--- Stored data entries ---
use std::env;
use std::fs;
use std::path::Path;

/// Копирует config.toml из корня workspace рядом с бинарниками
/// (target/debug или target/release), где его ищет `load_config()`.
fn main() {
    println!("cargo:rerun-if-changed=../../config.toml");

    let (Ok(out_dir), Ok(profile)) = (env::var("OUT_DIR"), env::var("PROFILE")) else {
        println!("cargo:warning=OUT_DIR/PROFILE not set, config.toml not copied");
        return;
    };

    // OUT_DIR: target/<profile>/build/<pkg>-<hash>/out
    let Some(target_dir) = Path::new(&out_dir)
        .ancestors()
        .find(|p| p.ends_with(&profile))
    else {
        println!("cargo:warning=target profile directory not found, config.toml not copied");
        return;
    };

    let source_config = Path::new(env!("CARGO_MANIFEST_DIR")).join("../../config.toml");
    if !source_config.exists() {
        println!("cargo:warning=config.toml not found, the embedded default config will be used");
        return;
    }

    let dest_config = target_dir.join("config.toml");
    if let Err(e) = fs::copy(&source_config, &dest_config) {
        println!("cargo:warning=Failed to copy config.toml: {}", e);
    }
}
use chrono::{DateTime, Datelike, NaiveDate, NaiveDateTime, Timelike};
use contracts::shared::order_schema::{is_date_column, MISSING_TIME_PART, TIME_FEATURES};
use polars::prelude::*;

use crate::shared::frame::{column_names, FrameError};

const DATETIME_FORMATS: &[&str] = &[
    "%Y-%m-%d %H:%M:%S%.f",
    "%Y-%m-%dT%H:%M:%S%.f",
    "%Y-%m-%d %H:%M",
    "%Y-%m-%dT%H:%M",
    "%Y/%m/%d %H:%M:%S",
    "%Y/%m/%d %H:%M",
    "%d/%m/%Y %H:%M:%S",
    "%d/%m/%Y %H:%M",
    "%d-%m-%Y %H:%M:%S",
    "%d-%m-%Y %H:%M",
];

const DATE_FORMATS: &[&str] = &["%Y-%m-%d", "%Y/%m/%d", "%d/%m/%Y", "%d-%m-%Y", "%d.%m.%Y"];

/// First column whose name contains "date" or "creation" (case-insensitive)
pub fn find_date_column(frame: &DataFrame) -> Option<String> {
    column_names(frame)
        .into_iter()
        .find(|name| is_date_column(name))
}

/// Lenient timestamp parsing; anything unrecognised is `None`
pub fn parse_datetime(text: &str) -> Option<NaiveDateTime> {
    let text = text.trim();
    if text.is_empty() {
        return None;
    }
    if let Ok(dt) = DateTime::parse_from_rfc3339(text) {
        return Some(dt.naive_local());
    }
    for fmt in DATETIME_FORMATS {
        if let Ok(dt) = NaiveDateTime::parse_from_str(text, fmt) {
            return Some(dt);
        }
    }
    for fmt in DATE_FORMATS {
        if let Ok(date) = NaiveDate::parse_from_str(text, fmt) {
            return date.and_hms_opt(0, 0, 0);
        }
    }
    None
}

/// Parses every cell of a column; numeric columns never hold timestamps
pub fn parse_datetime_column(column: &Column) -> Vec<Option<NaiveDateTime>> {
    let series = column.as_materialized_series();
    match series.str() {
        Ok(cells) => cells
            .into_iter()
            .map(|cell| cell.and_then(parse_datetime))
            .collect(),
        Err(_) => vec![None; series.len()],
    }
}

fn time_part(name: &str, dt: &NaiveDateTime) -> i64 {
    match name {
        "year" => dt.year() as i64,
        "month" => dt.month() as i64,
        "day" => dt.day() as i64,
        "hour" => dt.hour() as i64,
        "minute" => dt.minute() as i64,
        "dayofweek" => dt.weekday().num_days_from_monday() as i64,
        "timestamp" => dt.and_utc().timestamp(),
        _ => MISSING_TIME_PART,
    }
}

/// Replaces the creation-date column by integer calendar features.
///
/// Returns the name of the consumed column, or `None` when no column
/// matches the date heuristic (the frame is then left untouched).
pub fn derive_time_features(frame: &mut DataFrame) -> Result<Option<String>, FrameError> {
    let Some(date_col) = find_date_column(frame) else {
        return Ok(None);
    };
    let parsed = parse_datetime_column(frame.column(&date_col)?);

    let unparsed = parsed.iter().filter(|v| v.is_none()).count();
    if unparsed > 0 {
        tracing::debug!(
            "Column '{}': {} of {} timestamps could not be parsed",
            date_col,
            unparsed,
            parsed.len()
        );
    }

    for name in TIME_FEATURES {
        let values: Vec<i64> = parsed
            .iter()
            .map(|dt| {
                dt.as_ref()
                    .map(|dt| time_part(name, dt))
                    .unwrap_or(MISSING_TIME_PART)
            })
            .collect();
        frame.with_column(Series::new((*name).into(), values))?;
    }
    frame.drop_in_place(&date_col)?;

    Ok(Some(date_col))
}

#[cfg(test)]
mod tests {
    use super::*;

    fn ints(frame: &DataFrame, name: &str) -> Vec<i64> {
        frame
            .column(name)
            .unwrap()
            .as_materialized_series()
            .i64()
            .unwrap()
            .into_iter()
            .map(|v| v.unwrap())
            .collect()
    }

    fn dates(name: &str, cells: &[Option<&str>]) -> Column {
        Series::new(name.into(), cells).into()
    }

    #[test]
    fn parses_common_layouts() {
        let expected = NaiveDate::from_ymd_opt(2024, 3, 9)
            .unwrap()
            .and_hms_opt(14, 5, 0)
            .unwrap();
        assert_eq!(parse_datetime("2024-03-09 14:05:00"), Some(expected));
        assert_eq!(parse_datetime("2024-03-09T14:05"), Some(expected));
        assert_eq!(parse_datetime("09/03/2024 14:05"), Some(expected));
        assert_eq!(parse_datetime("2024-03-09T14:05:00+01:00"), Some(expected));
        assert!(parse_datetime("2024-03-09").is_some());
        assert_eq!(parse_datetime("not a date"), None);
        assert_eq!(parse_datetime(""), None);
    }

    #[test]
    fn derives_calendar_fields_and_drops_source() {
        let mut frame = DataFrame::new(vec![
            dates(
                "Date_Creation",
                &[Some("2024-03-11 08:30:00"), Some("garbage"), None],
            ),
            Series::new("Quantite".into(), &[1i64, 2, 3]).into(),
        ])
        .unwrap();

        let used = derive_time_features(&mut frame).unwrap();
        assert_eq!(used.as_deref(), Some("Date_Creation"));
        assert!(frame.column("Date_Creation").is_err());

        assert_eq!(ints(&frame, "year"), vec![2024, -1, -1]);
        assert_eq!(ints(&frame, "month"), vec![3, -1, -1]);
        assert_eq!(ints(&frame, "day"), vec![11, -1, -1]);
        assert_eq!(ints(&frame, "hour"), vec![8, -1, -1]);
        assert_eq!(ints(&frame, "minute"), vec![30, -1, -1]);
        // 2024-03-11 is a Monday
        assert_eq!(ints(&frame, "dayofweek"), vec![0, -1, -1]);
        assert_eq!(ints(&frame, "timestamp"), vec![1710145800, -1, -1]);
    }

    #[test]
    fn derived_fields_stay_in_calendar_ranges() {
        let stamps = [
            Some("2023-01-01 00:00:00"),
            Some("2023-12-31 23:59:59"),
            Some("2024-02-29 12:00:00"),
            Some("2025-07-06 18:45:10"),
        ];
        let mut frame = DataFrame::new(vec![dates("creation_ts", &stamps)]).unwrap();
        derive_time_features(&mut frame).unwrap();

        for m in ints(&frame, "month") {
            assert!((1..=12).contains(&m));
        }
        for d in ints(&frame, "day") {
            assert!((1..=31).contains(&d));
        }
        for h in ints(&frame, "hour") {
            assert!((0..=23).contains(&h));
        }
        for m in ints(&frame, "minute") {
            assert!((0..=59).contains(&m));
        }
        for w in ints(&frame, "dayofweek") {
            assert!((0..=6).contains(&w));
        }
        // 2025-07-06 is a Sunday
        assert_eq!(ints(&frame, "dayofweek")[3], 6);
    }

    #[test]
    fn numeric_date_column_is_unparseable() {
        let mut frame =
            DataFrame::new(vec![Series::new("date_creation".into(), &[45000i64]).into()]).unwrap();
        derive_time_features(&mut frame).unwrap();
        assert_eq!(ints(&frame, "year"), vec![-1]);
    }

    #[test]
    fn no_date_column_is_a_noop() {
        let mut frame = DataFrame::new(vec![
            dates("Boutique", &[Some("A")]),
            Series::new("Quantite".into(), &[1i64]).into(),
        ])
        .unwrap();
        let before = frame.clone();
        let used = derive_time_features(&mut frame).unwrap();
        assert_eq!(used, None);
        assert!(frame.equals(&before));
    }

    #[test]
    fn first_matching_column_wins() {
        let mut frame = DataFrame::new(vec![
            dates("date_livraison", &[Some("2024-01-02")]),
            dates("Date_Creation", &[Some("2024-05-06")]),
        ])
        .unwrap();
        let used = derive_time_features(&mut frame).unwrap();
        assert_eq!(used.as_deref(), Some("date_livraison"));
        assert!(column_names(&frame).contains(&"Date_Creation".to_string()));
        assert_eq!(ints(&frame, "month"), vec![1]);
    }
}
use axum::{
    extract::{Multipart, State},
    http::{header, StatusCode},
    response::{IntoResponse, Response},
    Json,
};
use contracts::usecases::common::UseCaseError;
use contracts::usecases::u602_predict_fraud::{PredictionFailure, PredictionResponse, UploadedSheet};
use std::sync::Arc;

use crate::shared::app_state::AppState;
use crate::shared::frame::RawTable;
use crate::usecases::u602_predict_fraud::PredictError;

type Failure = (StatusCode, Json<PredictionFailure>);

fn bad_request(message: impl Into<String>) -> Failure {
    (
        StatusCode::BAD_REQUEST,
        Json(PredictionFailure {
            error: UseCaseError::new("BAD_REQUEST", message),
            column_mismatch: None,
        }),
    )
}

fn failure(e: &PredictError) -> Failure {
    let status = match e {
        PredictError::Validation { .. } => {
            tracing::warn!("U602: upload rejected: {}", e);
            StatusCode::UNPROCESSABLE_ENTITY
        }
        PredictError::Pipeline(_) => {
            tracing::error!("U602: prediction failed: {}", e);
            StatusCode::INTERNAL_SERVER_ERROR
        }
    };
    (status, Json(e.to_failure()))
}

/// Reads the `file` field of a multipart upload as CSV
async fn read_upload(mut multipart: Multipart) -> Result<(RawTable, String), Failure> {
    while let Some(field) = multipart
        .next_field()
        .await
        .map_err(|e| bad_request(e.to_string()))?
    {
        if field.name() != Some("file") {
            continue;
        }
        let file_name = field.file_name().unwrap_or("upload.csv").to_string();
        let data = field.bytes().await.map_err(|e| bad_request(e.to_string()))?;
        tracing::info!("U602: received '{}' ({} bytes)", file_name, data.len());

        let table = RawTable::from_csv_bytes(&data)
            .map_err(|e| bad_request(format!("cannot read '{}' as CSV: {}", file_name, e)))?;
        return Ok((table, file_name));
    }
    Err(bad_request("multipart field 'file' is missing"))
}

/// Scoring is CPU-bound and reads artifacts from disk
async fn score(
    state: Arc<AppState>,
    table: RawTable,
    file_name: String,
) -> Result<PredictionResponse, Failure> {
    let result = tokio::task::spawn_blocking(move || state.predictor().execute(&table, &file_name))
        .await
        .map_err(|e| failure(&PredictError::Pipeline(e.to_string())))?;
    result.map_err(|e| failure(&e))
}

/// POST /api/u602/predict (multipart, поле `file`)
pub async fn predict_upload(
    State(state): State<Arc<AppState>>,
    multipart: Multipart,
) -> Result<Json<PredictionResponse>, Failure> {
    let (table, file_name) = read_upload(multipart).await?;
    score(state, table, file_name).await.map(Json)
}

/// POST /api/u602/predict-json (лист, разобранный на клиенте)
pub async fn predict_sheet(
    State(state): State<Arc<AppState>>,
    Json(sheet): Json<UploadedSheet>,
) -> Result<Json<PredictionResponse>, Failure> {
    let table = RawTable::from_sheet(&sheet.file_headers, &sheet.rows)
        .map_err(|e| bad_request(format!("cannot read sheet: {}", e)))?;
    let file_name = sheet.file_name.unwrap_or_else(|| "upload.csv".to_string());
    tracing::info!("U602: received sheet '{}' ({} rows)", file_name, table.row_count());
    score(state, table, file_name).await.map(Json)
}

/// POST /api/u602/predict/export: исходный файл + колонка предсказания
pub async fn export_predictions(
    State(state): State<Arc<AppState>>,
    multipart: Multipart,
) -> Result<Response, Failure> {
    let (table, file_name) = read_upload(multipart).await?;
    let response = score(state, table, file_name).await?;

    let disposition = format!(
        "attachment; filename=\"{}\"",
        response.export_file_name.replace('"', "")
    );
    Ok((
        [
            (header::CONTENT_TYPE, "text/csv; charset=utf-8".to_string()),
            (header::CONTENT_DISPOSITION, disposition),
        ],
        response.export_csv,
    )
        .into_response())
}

--- Work instructions ---
Set down each line exactly as it appears, starting at the top of the data and ending at the line containing "let Some(target_dir) = Path::new(&out_dir)", and include no other lines.

--- Solution ---
use std::env;
use std::fs;
use std::path::Path;

/// Копирует config.toml из корня workspace рядом с бинарниками
/// (target/debug или target/release), где его ищет `load_config()`.
fn main() {
    println!("cargo:rerun-if-changed=../../config.toml");

    let (Ok(out_dir), Ok(profile)) = (env::var("OUT_DIR"), env::var("PROFILE")) else {
        println!("cargo:warning=OUT_DIR/PROFILE not set, config.toml not copied");
        return;
    };

    // OUT_DIR: target/<profile>/build/<pkg>-<hash>/out
    let Some(target_dir) = Path::new(&out_dir)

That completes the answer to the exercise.